A slippery riddle without an answer. 

Our story is not a new story. It’s not even particularly original. Yet it is ours, to clutch against our hearts.

How badly I want to know the ending. 

What did you do today?

Glass siblings.

That is the phrase used to capture kids who grow up alongside a diagnosis. 

Even now, all these years later, I feel the urge to apologize for the times I came up short. The times when my patience was thin. Guilt, it seems, has no expiration date.

I like to think I savored some moments.

The second just before the lights came on after you blew out the candles. 

The time we laughed ourselves silly at the beach. 

That night we hid around the corner and under the table and behind the counter after dinner and pelted each other with baby carrots.

Every family has their own music to which they dance.

My oldest son.

I am counting on you.

Of course I am. How could it be any other way?

It isn’t fair. 

I know. 

I used to think life was fair. 

Then autism came on the scene in the shape of a 9-pound, 3-ounce baby boy named Jack. Your brother. And my mind was forever changed.  

It isn’t fair that once your father and I are no longer here, the responsibility will fall to you.

I’ll never know what that is like for you.

Autism is a listener’s language. It speaks to those who hear—those who seek to understand. 

Still, we struggle for fluency.
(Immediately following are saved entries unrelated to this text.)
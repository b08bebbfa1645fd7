// src/db/store.rs

//! SQLite-backed implementation of the config repositories

use super::models::Preference;
use crate::config::{
    AppBinding, AppRepo, ConfigEntity, ConfigRepo, PreferenceKey, Preferences,
};
use crate::device::Manufacturer;
use crate::error::Result;
use parking_lot::Mutex;
use rusqlite::Connection;
use tracing::info;

/// One connection shared by the config, app and preference repositories
pub struct SqliteStore {
    conn: Mutex<Connection>,
}

impl SqliteStore {
    pub fn new(conn: Connection) -> Self {
        Self {
            conn: Mutex::new(conn),
        }
    }

    /// Open (creating and migrating if needed) the database at `db_path`
    pub fn open(db_path: &str) -> Result<Self> {
        super::init(db_path)?;
        Ok(Self::new(super::open(db_path)?))
    }

    pub fn open_in_memory() -> Result<Self> {
        Ok(Self::new(super::open_in_memory()?))
    }

    /// Run `f` with the underlying connection
    pub fn with_conn<T>(&self, f: impl FnOnce(&mut Connection) -> Result<T>) -> Result<T> {
        let mut conn = self.conn.lock();
        f(&mut conn)
    }

    /// Store the built-in profile on first use
    ///
    /// Only vendors that need a non-default profile get one; returns the
    /// id of the seeded row.
    pub fn seed_default(&self, manufacturer: Manufacturer) -> Result<Option<i64>> {
        if manufacturer != Manufacturer::Xiaomi {
            return Ok(None);
        }
        self.with_conn(|conn| {
            super::transaction(conn, |tx| {
                if !ConfigEntity::list_all(tx)?.is_empty() {
                    return Ok(None);
                }
                let mut config = ConfigEntity::builtin(manufacturer);
                let id = config.insert(tx)?;
                info!("Seeded default config {} for {:?}", id, manufacturer);
                Ok(Some(id))
            })
        })
    }

    pub fn insert_config(&self, entity: &mut ConfigEntity) -> Result<i64> {
        self.with_conn(|conn| entity.insert(conn))
    }

    pub fn update_config(&self, entity: &ConfigEntity) -> Result<()> {
        self.with_conn(|conn| entity.update(conn))
    }

    pub fn delete_config(&self, id: i64) -> Result<()> {
        self.with_conn(|conn| ConfigEntity::delete(conn, id))
    }

    pub fn insert_binding(&self, binding: &mut AppBinding) -> Result<i64> {
        self.with_conn(|conn| binding.upsert(conn))
    }

    pub fn remove_binding(&self, package_name: Option<&str>) -> Result<()> {
        self.with_conn(|conn| AppBinding::delete_by_package_name(conn, package_name))
    }

    pub fn unset_preference(&self, key: PreferenceKey) -> Result<()> {
        self.with_conn(|conn| Preference::unset(conn, key.as_str()))
    }

    pub fn preferences(&self) -> Result<Vec<Preference>> {
        self.with_conn(|conn| Preference::list_all(conn))
    }
}

impl ConfigRepo for SqliteStore {
    fn find(&self, id: i64) -> Result<Option<ConfigEntity>> {
        self.with_conn(|conn| ConfigEntity::find_by_id(conn, id))
    }

    fn all(&self) -> Result<Vec<ConfigEntity>> {
        self.with_conn(|conn| ConfigEntity::list_all(conn))
    }

    fn insert(&self, entity: &mut ConfigEntity) -> Result<i64> {
        self.insert_config(entity)
    }
}

impl AppRepo for SqliteStore {
    fn find_by_package_name(&self, package_name: Option<&str>) -> Result<Option<AppBinding>> {
        self.with_conn(|conn| AppBinding::find_by_package_name(conn, package_name))
    }

    fn all(&self) -> Result<Vec<AppBinding>> {
        self.with_conn(|conn| AppBinding::list_all(conn))
    }

    fn insert(&self, binding: &mut AppBinding) -> Result<i64> {
        self.insert_binding(binding)
    }
}

impl Preferences for SqliteStore {
    fn get(&self, key: PreferenceKey) -> Result<Option<String>> {
        self.with_conn(|conn| Preference::get(conn, key.as_str()))
    }

    fn set(&self, key: PreferenceKey, value: &str) -> Result<()> {
        self.with_conn(|conn| Preference::set(conn, key.as_str(), value))
    }
}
We become impatient, we talk too fast, we forget to listen. 

We are learning. 

Yet you were always his voice, even when the rest of us couldn’t find the words.

What did you do today?

I hoped.

I hoped that one day, whoever you are—check-writer, deadline-chaser, colorful butterfly.

You will remember the warm quilt at night, the roasted chicken on white plates, and the moment your wish floated in the candle’s warm glow.

And when you wake up in the morning and pull your own quilt tight, you will smile to yourself, and remember it was good. 

I don’t know about the glass part. 

A little bit of iron and a whole lot of heart. Perhaps that captures you.